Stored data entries

┌──

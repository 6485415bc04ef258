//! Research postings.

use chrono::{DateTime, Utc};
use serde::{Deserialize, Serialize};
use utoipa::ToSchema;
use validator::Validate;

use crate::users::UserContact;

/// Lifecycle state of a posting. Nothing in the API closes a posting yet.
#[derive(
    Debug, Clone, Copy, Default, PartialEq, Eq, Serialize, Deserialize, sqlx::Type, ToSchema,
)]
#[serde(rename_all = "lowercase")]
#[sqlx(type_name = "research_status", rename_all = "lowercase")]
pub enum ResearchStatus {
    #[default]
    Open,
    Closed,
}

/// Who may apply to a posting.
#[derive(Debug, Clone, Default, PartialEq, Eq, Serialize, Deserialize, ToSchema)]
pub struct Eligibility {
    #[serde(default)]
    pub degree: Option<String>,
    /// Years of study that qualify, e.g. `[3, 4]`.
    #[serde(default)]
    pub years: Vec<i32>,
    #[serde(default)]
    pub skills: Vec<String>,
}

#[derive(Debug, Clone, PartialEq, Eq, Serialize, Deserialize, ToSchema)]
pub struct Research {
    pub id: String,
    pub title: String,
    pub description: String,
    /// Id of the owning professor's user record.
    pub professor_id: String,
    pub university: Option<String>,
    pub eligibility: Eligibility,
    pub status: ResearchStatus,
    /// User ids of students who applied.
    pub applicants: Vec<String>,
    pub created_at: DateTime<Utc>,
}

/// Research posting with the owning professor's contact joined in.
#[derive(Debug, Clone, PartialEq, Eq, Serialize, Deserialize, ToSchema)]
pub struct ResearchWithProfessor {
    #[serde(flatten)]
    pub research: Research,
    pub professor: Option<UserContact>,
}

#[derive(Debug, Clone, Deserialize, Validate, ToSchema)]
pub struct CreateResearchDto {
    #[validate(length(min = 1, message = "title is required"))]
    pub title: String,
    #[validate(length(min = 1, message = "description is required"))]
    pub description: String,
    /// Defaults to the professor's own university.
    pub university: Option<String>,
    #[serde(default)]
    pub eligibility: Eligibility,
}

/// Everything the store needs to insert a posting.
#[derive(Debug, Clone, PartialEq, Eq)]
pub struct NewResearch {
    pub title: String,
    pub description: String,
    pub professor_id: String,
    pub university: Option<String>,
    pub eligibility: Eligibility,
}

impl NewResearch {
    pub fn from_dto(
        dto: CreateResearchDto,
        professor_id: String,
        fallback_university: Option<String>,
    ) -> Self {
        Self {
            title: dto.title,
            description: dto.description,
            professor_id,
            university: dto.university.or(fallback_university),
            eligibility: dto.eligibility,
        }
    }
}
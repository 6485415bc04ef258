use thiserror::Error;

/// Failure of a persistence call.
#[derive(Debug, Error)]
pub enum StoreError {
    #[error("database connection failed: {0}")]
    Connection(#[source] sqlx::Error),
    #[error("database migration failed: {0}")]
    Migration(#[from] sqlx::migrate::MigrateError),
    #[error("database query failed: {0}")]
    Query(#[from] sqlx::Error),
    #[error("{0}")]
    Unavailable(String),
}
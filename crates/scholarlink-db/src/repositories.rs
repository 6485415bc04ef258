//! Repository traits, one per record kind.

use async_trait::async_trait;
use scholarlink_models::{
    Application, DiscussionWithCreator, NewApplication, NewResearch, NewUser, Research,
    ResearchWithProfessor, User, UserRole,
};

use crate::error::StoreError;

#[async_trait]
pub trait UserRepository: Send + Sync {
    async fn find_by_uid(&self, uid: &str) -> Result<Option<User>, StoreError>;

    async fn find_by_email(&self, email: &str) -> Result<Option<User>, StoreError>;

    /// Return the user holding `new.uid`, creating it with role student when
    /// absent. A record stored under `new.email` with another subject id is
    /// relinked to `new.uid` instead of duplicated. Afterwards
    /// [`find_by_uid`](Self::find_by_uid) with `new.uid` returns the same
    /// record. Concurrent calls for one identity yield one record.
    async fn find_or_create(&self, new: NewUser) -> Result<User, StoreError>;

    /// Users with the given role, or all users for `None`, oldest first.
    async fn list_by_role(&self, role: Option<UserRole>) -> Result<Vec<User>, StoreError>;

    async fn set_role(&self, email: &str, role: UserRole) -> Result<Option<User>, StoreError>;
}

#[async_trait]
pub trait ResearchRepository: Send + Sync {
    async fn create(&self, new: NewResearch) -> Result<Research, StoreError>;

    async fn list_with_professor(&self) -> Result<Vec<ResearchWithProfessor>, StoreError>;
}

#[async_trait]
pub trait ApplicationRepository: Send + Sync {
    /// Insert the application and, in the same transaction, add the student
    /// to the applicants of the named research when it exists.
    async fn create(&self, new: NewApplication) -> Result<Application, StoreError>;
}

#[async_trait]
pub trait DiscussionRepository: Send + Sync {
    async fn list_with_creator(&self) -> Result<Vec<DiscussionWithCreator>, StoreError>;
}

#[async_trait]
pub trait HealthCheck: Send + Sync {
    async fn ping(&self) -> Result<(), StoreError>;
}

└──

▶ [What you have to do]: Verbatim output is expected for the lines from the start of the data to the line in which "to a posting." appears, both included.

▶ [Written answer]:
repository 6485415bc04ef258
//! Research postings.

use chrono::{DateTime, Utc};
use serde::{Deserialize, Serialize};
use utoipa::ToSchema;
use validator::Validate;

use crate::users::UserContact;

/// Lifecycle state of a posting. Nothing in the API closes a posting yet.
#[derive(
    Debug, Clone, Copy, Default, PartialEq, Eq, Serialize, Deserialize, sqlx::Type, ToSchema,
)]
#[serde(rename_all = "lowercase")]
#[sqlx(type_name = "research_status", rename_all = "lowercase")]
pub enum ResearchStatus {
    #[default]
    Open,
    Closed,
}

/// Who may apply to a posting.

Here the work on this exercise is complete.